■ Problem
Search the records below for the word "iter" and show every line where it occurs.
++++ Material to process
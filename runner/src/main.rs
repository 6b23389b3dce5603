//! `machine`: stream constrained text from a language model.
//!
//! `run` streams a text while enforcing a writing constraint, `check`
//! validates an existing text, `constraints` lists the catalog and `init`
//! writes a default `machine.toml`.

use std::io::{self, Read, Write};
use std::path::{Path, PathBuf};

use anyhow::{Context, Result, bail};
use clap::{Args, Parser, Subcommand};
use machine_runner::check::check_text;
use machine_runner::core::catalog;
use machine_runner::core::constraint::Constraint;
use machine_runner::core::types::{Difficulty, Lang, RollbackMode, RunStatus, VersusGoal};
use machine_runner::events::{RunEvent, RunObserver};
use machine_runner::exit_codes;
use machine_runner::io::config::{DEFAULT_CONFIG_PATH, RunnerConfig, load_config, write_config};
use machine_runner::io::openai::OpenAiGenerator;
use machine_runner::io::transcript::Transcript;
use machine_runner::logging;
use machine_runner::runner::{RunRequest, Runner};

#[derive(Parser)]
#[command(
    name = "machine",
    version,
    about = "Constraint-enforcing streaming text runner"
)]
struct Cli {
    /// More diagnostics on stderr (-v progress, -vv per chunk).
    #[arg(short, long, global = true, action = clap::ArgAction::Count)]
    verbose: u8,
    #[command(subcommand)]
    command: Command,
}

#[derive(Subcommand)]
enum Command {
    /// Write a default config file if missing.
    Init {
        /// Overwrite an existing file.
        #[arg(short, long)]
        force: bool,
        #[arg(long, default_value = DEFAULT_CONFIG_PATH)]
        config: PathBuf,
    },
    /// Stream a text from the model while enforcing a constraint.
    Run(RunArgs),
    /// Validate a finished text against a constraint.
    Check {
        #[arg(long)]
        constraint: String,
        #[arg(long, default_value = "")]
        param: String,
        /// Language of the reported reason.
        #[arg(long, default_value = "fr")]
        lang: Lang,
        /// Print the report as JSON.
        #[arg(long)]
        json: bool,
        /// Text to check. Reads stdin when omitted or `-`.
        text: Option<String>,
    },
    /// List the built-in constraints and their parameters.
    Constraints,
}

#[derive(Args)]
struct RunArgs {
    /// Constraint id (see `machine constraints`).
    #[arg(long)]
    constraint: String,
    #[arg(long, default_value = "")]
    param: String,
    #[arg(long, default_value = "normal")]
    difficulty: Difficulty,
    #[arg(long, default_value = "fr")]
    lang: Lang,
    /// Overrides `rollback_mode` from the config.
    #[arg(long)]
    rollback: Option<RollbackMode>,
    /// Free-form theme for the text.
    #[arg(long)]
    steering: Option<String>,
    /// Ask for a text longer than this many characters.
    #[arg(long, conflicts_with = "min_words")]
    min_chars: Option<usize>,
    /// Ask for at least this many words.
    #[arg(long)]
    min_words: Option<usize>,
    #[arg(long, default_value = DEFAULT_CONFIG_PATH)]
    config: PathBuf,
    /// Write every run event to this JSONL file.
    #[arg(long)]
    transcript: Option<PathBuf>,
}

#[tokio::main]
async fn main() {
    let cli = Cli::parse();
    logging::init(cli.verbose);
    match run(cli).await {
        Ok(code) => std::process::exit(code),
        Err(err) => {
            eprintln!("{:#}", err);
            std::process::exit(exit_codes::INVALID);
        }
    }
}

async fn run(cli: Cli) -> Result<i32> {
    match cli.command {
        Command::Init { force, config } => cmd_init(&config, force),
        Command::Run(args) => cmd_run(args).await,
        Command::Check {
            constraint,
            param,
            lang,
            json,
            text,
        } => cmd_check(&constraint, &param, lang, json, text.as_deref()),
        Command::Constraints => cmd_constraints(),
    }
}

fn cmd_init(path: &Path, force: bool) -> Result<i32> {
    if !force && path.exists() {
        println!("{} already exists", path.display());
        return Ok(exit_codes::OK);
    }
    write_config(path, &RunnerConfig::default())?;
    println!("wrote {}", path.display());
    Ok(exit_codes::OK)
}

async fn cmd_run(args: RunArgs) -> Result<i32> {
    let config = load_config(&args.config)?;
    let constraint = lookup(&args.constraint, &args.param)?;
    let generator = OpenAiGenerator::from_config(&config.generator)?;

    let goal = match (args.min_chars, args.min_words) {
        (Some(chars), _) => Some(VersusGoal::Chars(chars)),
        (None, Some(words)) => Some(VersusGoal::Words(words)),
        (None, None) => None,
    };
    let request = RunRequest {
        constraint,
        param: &args.param,
        difficulty: args.difficulty,
        lang: args.lang,
        rollback_mode: args.rollback.unwrap_or(config.rollback_mode),
        steering: args.steering.as_deref(),
        goal,
    };

    let mut transcript = args
        .transcript
        .as_deref()
        .map(Transcript::create)
        .transpose()?;
    let mut console = ConsoleObserver::default();
    let mut runner = Runner::new(generator, config);

    let stop = runner.stop_handle();
    let ctrl_c = tokio::spawn(async move {
        if tokio::signal::ctrl_c().await.is_ok() {
            stop.stop();
        }
    });

    let mut observer = |event: &RunEvent| {
        console.on_event(event);
        if let Some(transcript) = transcript.as_mut() {
            transcript.on_event(event);
        }
    };
    let snapshot = runner.run(&request, &mut observer).await;
    ctrl_c.abort();
    println!();

    if let Some(transcript) = transcript {
        let path = transcript.finish(&snapshot)?;
        eprintln!("transcript: {}", path.display());
    }

    let summary = snapshot.summary();
    eprintln!(
        "{}: {} letters, {} words",
        summary.status, summary.letters, summary.words
    );
    if let Some(err) = &summary.last_error {
        eprintln!("error: {err}");
    }
    Ok(match summary.status {
        RunStatus::Failed => exit_codes::FAILED,
        _ => exit_codes::OK,
    })
}

fn cmd_check(
    constraint: &str,
    param: &str,
    lang: Lang,
    json: bool,
    text: Option<&str>,
) -> Result<i32> {
    let constraint = lookup(constraint, param)?;
    let text = match text {
        None | Some("-") => read_stdin()?,
        Some(text) => text.to_string(),
    };
    let report = check_text(constraint, param, &text, lang);

    if json {
        let payload = serde_json::to_string_pretty(&report).context("serialize report")?;
        println!("{payload}");
    } else if report.valid {
        println!("valid: {} letters, {} words", report.letters, report.words);
        if let Some(note) = &report.note {
            println!("note: {note}");
        }
    } else {
        println!("invalid: {}", report.reason.as_deref().unwrap_or_default());
        if let Some(span) = report.highlight.clone() {
            println!("offending: {:?}", &text[span]);
            println!("valid prefix: {:?}", report.valid_prefix);
        }
    }

    Ok(if report.valid {
        exit_codes::OK
    } else {
        exit_codes::FAILED
    })
}

fn cmd_constraints() -> Result<i32> {
    let mut out = io::stdout().lock();
    for constraint in catalog::all() {
        writeln!(
            out,
            "{:<14} {:<24} {}",
            constraint.id(),
            constraint.name(Lang::En),
            constraint.param_spec().describe()
        )
        .context("write constraint list")?;
    }
    Ok(exit_codes::OK)
}

/// Resolve a constraint id and check that `param` fits it.
fn lookup(id: &str, param: &str) -> Result<&'static dyn Constraint> {
    let Some(constraint) = catalog::by_id(id) else {
        let known: Vec<&str> = catalog::all().iter().map(|c| c.id()).collect();
        bail!("unknown constraint {id:?} (known: {})", known.join(", "));
    };
    let spec = constraint.param_spec();
    if !spec.accepts(param) {
        bail!("constraint {} needs --param: {}", constraint.id(), spec.describe());
    }
    Ok(constraint)
}

fn read_stdin() -> Result<String> {
    let mut text = String::new();
    io::stdin()
        .read_to_string(&mut text)
        .context("read text from stdin")?;
    let trimmed = text.trim_end_matches(['\r', '\n']).len();
    text.truncate(trimmed);
    Ok(text)
}

/// Prints the growing text to stdout and run notices to stderr.
#[derive(Default)]
struct ConsoleObserver {
    shown: String,
}

impl RunObserver for ConsoleObserver {
    fn on_event(&mut self, event: &RunEvent) {
        match event {
            RunEvent::Text(text) => {
                let mut out = io::stdout().lock();
                let written = match text.strip_prefix(self.shown.as_str()) {
                    Some(delta) => write!(out, "{delta}"),
                    None => write!(out, "\n[rollback] {text}"),
                };
                if written.and_then(|()| out.flush()).is_err() {
                    return;
                }
                self.shown.clone_from(text);
            }
            RunEvent::Attempt(Some(info)) if info.retrying => {
                eprintln!("\n[attempt {}/{}]", info.attempt, info.max);
            }
            RunEvent::Violation(report) => {
                eprintln!(
                    "\n[violation] {} (at {:?})",
                    report.reason,
                    report.highlighted()
                );
            }
            _ => {}
        }
    }
}

#[cfg(test)]
mod tests {
    use super::*;

    #[test]
    fn cli_definition_is_consistent() {
        use clap::CommandFactory;
        Cli::command().debug_assert();
    }

    #[test]
    fn lookup_rejects_missing_param() {
        let err = lookup("lipogram", "").err().expect("needs a letter");
        assert!(err.to_string().contains("needs --param"));
        assert!(lookup("LIPOGRAM", "e").is_ok());
    }

    #[test]
    fn lookup_lists_known_ids_on_typo() {
        let err = lookup("lipogramme", "e").err().expect("unknown");
        assert!(err.to_string().contains("tautogram"));
    }

    #[test]
    fn console_tracks_shown_text() {
        let mut console = ConsoleObserver::default();
        console.on_event(&RunEvent::Text("Un chat".into()));
        console.on_event(&RunEvent::Text("Un chat gris".into()));
        assert_eq!(console.shown, "Un chat gris");
    }
}
//! Longest valid prefix search.

use crate::core::constraint::Constraint;

/// Byte length of the longest prefix of `text` that `constraint` accepts.
///
/// Binary search over character boundaries, so the returned index always
/// slices cleanly. Assumes the predicate is monotonic; for constraints that
/// are not, the answer is a conservative valid prefix rather than the longest.
pub fn longest_valid_prefix(text: &str, constraint: &dyn Constraint, param: &str) -> usize {
    longest_valid_prefix_by(text, |prefix| constraint.validate(prefix, param).valid)
}

/// Same search over an arbitrary predicate.
pub fn longest_valid_prefix_by(text: &str, mut is_valid: impl FnMut(&str) -> bool) -> usize {
    if text.is_empty() {
        return 0;
    }
    if is_valid(text) {
        return text.len();
    }

    // cuts[k] is the byte offset after k characters.
    let cuts: Vec<usize> = text
        .char_indices()
        .map(|(idx, _)| idx)
        .chain(std::iter::once(text.len()))
        .collect();

    let mut lo = 0;
    let mut hi = cuts.len() - 1;
    while lo < hi {
        let mid = (lo + hi).div_ceil(2);
        if is_valid(&text[..cuts[mid]]) {
            lo = mid;
        } else {
            hi = mid - 1;
        }
    }
    cuts[lo]
}
//! Attempt budget and sampling temperatures.

use crate::core::types::Difficulty;

/// Retry rules for one run, resolved from difficulty and configuration.
#[derive(Debug, Clone, Copy, PartialEq)]
pub struct AttemptPolicy {
    pub difficulty: Difficulty,
    /// 1 in normal mode, the configured hard bound otherwise.
    pub max_attempts: u32,
    /// A retry is only worth it when the recovered prefix is shorter than this
    /// many characters; later failures keep what was written.
    pub early_failure_chars: usize,
    pub first_temperature: f32,
    pub retry_temperature: f32,
}

impl AttemptPolicy {
    pub fn new(
        difficulty: Difficulty,
        hard_max_attempts: u32,
        early_failure_chars: usize,
        temperature_normal: f32,
        temperature_hard: f32,
        temperature_retry: f32,
    ) -> Self {
        let (max_attempts, first_temperature) = match difficulty {
            Difficulty::Normal => (1, temperature_normal),
            Difficulty::Hard => (hard_max_attempts.max(1), temperature_hard),
        };
        Self {
            difficulty,
            max_attempts,
            early_failure_chars,
            first_temperature,
            retry_temperature: temperature_retry,
        }
    }

    /// Whether another attempt follows `attempts_used` failed ones whose last
    /// recovered prefix is `recovered_chars` characters long.
    pub fn should_retry(&self, attempts_used: u32, recovered_chars: usize) -> bool {
        self.difficulty == Difficulty::Hard
            && attempts_used < self.max_attempts
            && recovered_chars < self.early_failure_chars
    }

    pub fn temperature_for(&self, attempt: u32) -> f32 {
        if attempt <= 1 {
            self.first_temperature
        } else {
            self.retry_temperature
        }
    }
}
//! Constraint-enforcing streaming runner ("La Machine").
//!
//! A language model streams text while a formal writing constraint (lipogram,
//! tautogram, snowball...) is enforced on every chunk. On the first violation
//! the runner rolls back to the longest valid prefix, snapped to a word
//! boundary, and in hard mode retries from there. The crate enforces a strict
//! separation:
//!
//! - **[`core`]**: Pure, deterministic text logic (constraints, prefix search,
//!   rollback, retry policy). No I/O, fully testable in isolation.
//! - **[`io`]**: Side-effecting operations (config files, the HTTP generator,
//!   prompt rendering, transcripts). Isolated to enable scripting in tests.
//!
//! Orchestration modules ([`runner`], [`word_by_word`], [`check`]) coordinate
//! core logic with I/O to implement the CLI commands.

pub mod check;
pub mod core;
pub mod events;
pub mod exit_codes;
pub mod io;
pub mod logging;
pub mod runner;
#[cfg(any(test, feature = "test-support"))]
pub mod test_support;
pub mod word_by_word;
++++++++
■ The completed task
        let known: Vec<&str> = catalog::all().iter().map(|c| c.id()).collect();
        .chain(std::iter::once(text.len()))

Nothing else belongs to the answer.